*WORK TO COMPLETE:*
Each line of the records below that includes "schema" adds one to the count; state the final count by itself.

Stored items:
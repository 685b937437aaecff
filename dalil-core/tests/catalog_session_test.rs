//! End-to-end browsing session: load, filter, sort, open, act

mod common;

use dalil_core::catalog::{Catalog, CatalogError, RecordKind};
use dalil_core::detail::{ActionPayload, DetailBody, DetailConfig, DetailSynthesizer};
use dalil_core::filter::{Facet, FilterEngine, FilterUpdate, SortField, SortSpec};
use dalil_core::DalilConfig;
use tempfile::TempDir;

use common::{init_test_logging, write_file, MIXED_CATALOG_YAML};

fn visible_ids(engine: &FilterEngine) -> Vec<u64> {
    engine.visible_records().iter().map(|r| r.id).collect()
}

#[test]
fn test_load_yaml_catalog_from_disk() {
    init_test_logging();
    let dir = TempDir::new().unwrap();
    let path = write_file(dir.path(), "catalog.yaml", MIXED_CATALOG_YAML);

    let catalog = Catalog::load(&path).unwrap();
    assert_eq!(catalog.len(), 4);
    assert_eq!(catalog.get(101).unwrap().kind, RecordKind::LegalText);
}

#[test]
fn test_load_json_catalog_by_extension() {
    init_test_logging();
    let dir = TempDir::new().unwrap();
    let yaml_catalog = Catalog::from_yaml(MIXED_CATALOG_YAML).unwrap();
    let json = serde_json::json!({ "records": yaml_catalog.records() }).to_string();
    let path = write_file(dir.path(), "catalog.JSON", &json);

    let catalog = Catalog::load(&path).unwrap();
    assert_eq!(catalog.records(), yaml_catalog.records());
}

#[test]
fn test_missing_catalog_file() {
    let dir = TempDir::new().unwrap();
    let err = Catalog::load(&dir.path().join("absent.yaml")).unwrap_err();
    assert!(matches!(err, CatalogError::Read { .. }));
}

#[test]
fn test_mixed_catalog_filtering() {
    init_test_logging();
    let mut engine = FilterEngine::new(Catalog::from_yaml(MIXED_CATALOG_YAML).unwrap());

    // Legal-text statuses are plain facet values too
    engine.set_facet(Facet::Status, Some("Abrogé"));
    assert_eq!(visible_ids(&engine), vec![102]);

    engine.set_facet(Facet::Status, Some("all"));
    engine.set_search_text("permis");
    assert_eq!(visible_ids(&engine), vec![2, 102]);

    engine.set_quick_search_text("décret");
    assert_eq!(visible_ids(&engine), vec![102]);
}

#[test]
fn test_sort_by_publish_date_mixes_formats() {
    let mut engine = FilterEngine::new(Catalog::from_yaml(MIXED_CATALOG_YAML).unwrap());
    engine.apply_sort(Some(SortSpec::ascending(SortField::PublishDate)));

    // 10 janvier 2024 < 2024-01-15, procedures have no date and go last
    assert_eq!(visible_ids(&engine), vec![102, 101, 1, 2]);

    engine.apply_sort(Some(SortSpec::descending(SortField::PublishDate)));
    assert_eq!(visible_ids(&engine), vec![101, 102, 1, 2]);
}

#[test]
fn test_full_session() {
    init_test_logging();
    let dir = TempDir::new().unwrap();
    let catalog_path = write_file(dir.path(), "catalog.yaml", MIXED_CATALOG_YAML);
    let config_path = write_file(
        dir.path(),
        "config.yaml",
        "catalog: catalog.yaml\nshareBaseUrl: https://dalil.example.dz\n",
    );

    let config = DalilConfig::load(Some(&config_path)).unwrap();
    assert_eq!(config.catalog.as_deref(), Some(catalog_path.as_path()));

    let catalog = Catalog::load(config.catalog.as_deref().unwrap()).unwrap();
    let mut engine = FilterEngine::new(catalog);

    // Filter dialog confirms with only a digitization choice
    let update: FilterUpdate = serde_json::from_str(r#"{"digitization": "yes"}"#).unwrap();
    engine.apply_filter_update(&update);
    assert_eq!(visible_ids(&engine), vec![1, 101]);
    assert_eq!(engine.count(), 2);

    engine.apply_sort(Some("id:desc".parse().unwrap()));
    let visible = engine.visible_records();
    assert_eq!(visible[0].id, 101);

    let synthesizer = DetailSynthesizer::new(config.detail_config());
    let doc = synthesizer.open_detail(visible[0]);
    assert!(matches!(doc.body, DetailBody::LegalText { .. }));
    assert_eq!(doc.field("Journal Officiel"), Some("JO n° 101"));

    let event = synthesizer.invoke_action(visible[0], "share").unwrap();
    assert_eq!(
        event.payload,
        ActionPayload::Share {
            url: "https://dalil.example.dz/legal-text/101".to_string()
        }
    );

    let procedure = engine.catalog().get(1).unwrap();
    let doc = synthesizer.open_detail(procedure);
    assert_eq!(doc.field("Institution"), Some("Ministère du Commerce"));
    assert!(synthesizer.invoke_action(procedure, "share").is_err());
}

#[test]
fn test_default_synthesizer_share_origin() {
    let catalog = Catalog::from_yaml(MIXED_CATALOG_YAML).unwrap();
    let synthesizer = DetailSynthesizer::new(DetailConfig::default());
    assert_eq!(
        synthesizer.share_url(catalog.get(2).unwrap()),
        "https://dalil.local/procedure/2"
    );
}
==
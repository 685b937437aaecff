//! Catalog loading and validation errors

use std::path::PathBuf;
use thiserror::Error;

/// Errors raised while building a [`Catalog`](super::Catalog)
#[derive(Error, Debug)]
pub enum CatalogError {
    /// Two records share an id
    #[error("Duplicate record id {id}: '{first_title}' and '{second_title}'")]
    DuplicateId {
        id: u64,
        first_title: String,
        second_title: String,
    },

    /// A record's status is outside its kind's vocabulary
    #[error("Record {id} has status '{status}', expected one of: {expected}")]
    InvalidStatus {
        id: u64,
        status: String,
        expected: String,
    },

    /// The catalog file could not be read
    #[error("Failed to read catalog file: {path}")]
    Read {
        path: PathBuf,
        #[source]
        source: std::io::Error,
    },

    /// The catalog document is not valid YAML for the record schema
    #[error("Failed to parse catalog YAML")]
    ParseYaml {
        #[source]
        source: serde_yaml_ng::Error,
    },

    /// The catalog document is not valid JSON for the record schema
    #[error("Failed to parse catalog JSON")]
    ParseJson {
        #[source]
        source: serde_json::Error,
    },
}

*SOLUTION FOR THIS TASK:*
2